St. Töniser erlebt Terror hautnah
Oscar Heinke lebt in Paris — nahe am 11. Arrondissement, in dem viele Menschen den Anschlägen zum Opfer gefallen sind.
Kempen/Tönisvorst/Willich. Knapp 500 Kilometer ist Paris von Kempen entfernt. Die französische Hauptstadt ist näher als Berlin und München. Das macht die Terroranschläge noch erschreckender als sie sowieso schon sind. Besonders betroffen sind die Menschen, die Verwandte und Freunde in Paris haben — oder dort wohnen. Wie der St. Töniser Oscar Heinke, der seit drei Jahren in Paris studiert.
Der 20-Jährige lebt im 12. Arrondissement. „Nur etwa sieben Minuten vom Elften entfernt, in dem das Konzerthaus Bataclan liegt“, berichtet der Sorbonne-Student im Telefonat mit der WZ. Dort sind ebenfalls das italienische Restaurant „La Casa Nostra“ und das „Café Bonne Bière“, der Boulevard Voltaire und die Rue de Charonne. An all diesen Orten haben Anschläge stattgefunden, hat es viele Tote und Verletzte gegeben.
Heinke war am Freitagabend „auf der anderen Seite von Paris“, um den Geburtstag mit einer Freundin zu feiern.
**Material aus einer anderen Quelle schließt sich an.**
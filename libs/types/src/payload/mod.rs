//! Payload Catalogue
//!
//! The closed set of payload shapes the protocol carries. Each message family
//! is a sum type over its SubType shapes, and [`Payload`] is the sum over all
//! families, so every `(MessageType, SubType)` pair maps to exactly one
//! concrete struct and dispatch over them is checked for exhaustiveness.
//!
//! Shapes are plain data: they own their fields, hold no reference to an
//! envelope, and can be [`reset`](crate::wire::PayloadFields::reset) and
//! refilled in place for reuse by the message pool.

#[macro_use]
mod macros;

pub mod chat;
pub mod coordination;
pub mod library;
pub mod master_server;
pub mod session;
pub mod vessel;
pub mod world;

use crate::protocol::{DeliveryCategory, MessageType};
use crate::wire::PayloadFields;

use chat::{ChatMessageType, ChatPayload};
use coordination::{
    LockMessageType, LockPayload, ModMessageType, ModPayload, PlayerColorMessageType,
    PlayerColorPayload,
};
use library::{
    CraftLibraryMessageType, CraftLibraryPayload, FlagMessageType, FlagPayload,
    GroupsMessageType, GroupsPayload,
};
use master_server::{MasterServerMessageType, MasterServerPayload};
use session::{
    AdminMessageType, AdminPayload, HandshakeMessageType, HandshakePayload, MotdMessageType,
    MotdPayload, PlayerConnectionMessageType, PlayerConnectionPayload, PlayerStatusMessageType,
    PlayerStatusPayload, SettingsMessageType, SettingsPayload,
};
use vessel::{VesselMessageType, VesselPayload};
use world::{
    FacilityMessageType, FacilityPayload, KerbalMessageType, KerbalPayload, ScenarioMessageType,
    ScenarioPayload, WarpMessageType, WarpPayload,
};

/// A concrete payload struct with a fixed `(MessageType, SubType)` identity
pub trait PayloadShape: PayloadFields + Default + Clone + Into<Payload> + Send + 'static {
    const MESSAGE_TYPE: MessageType;
    const SUB_TYPE: u16;
    const NAME: &'static str;

    fn from_payload(payload: &Payload) -> Option<&Self>;
    fn from_payload_mut(payload: &mut Payload) -> Option<&mut Self>;
}

define_payload_set! {
    Handshake => HandshakePayload, HandshakeMessageType;
    Settings => SettingsPayload, SettingsMessageType;
    Chat => ChatPayload, ChatMessageType;
    PlayerStatus => PlayerStatusPayload, PlayerStatusMessageType;
    PlayerConnection => PlayerConnectionPayload, PlayerConnectionMessageType;
    Scenario => ScenarioPayload, ScenarioMessageType;
    Kerbal => KerbalPayload, KerbalMessageType;
    Vessel => VesselPayload, VesselMessageType;
    CraftLibrary => CraftLibraryPayload, CraftLibraryMessageType;
    Flag => FlagPayload, FlagMessageType;
    Motd => MotdPayload, MotdMessageType;
    Warp => WarpPayload, WarpMessageType;
    Admin => AdminPayload, AdminMessageType;
    Groups => GroupsPayload, GroupsMessageType;
    Facility => FacilityPayload, FacilityMessageType;
    MasterServer => MasterServerPayload, MasterServerMessageType;
    Lock => LockPayload, LockMessageType;
    PlayerColor => PlayerColorPayload, PlayerColorMessageType;
    Mod => ModPayload, ModMessageType;
}

impl Payload {
    /// Category this payload should travel with unless the sender overrides it
    pub fn delivery_category(&self) -> DeliveryCategory {
        match self {
            Payload::Vessel(vessel) => vessel.sub_type().delivery_category(),
            other => other.message_type().default_delivery(),
        }
    }

    /// Typed view of the payload, `None` if it holds a different shape
    pub fn get<T: PayloadShape>(&self) -> Option<&T> {
        T::from_payload(self)
    }

    pub fn get_mut<T: PayloadShape>(&mut self) -> Option<&mut T> {
        T::from_payload_mut(self)
    }
}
Er habe von den Anschlägen erfahren, als sich ein Freund per SMS erkundigt hat, ob es ihm gut gehe. Heinke: „Er dachte, dass ich mir wie zuvor beabsichtigt das Spiel Deutschland gegen Frankreich im Stadion ansehen wollte.“ Zur gleichen Zeit seien auch die anderen Partyteilnehmer durch SMS und Anrufe auf den Terror aufmerksam gemacht worden. Jeder habe schnell Kontakt zu Freunden und Familie gesucht, um zu hören, wie es denen geht. Er selbst habe an diesem Abend auch mehrmals mit seinen Eltern, seine Mutter ist Französin, und den Großeltern gesprochen. Alle Gäste konnten bei den Eltern der Freundin übernachten, um nicht mehr hinaus auf die Straße zu müssen.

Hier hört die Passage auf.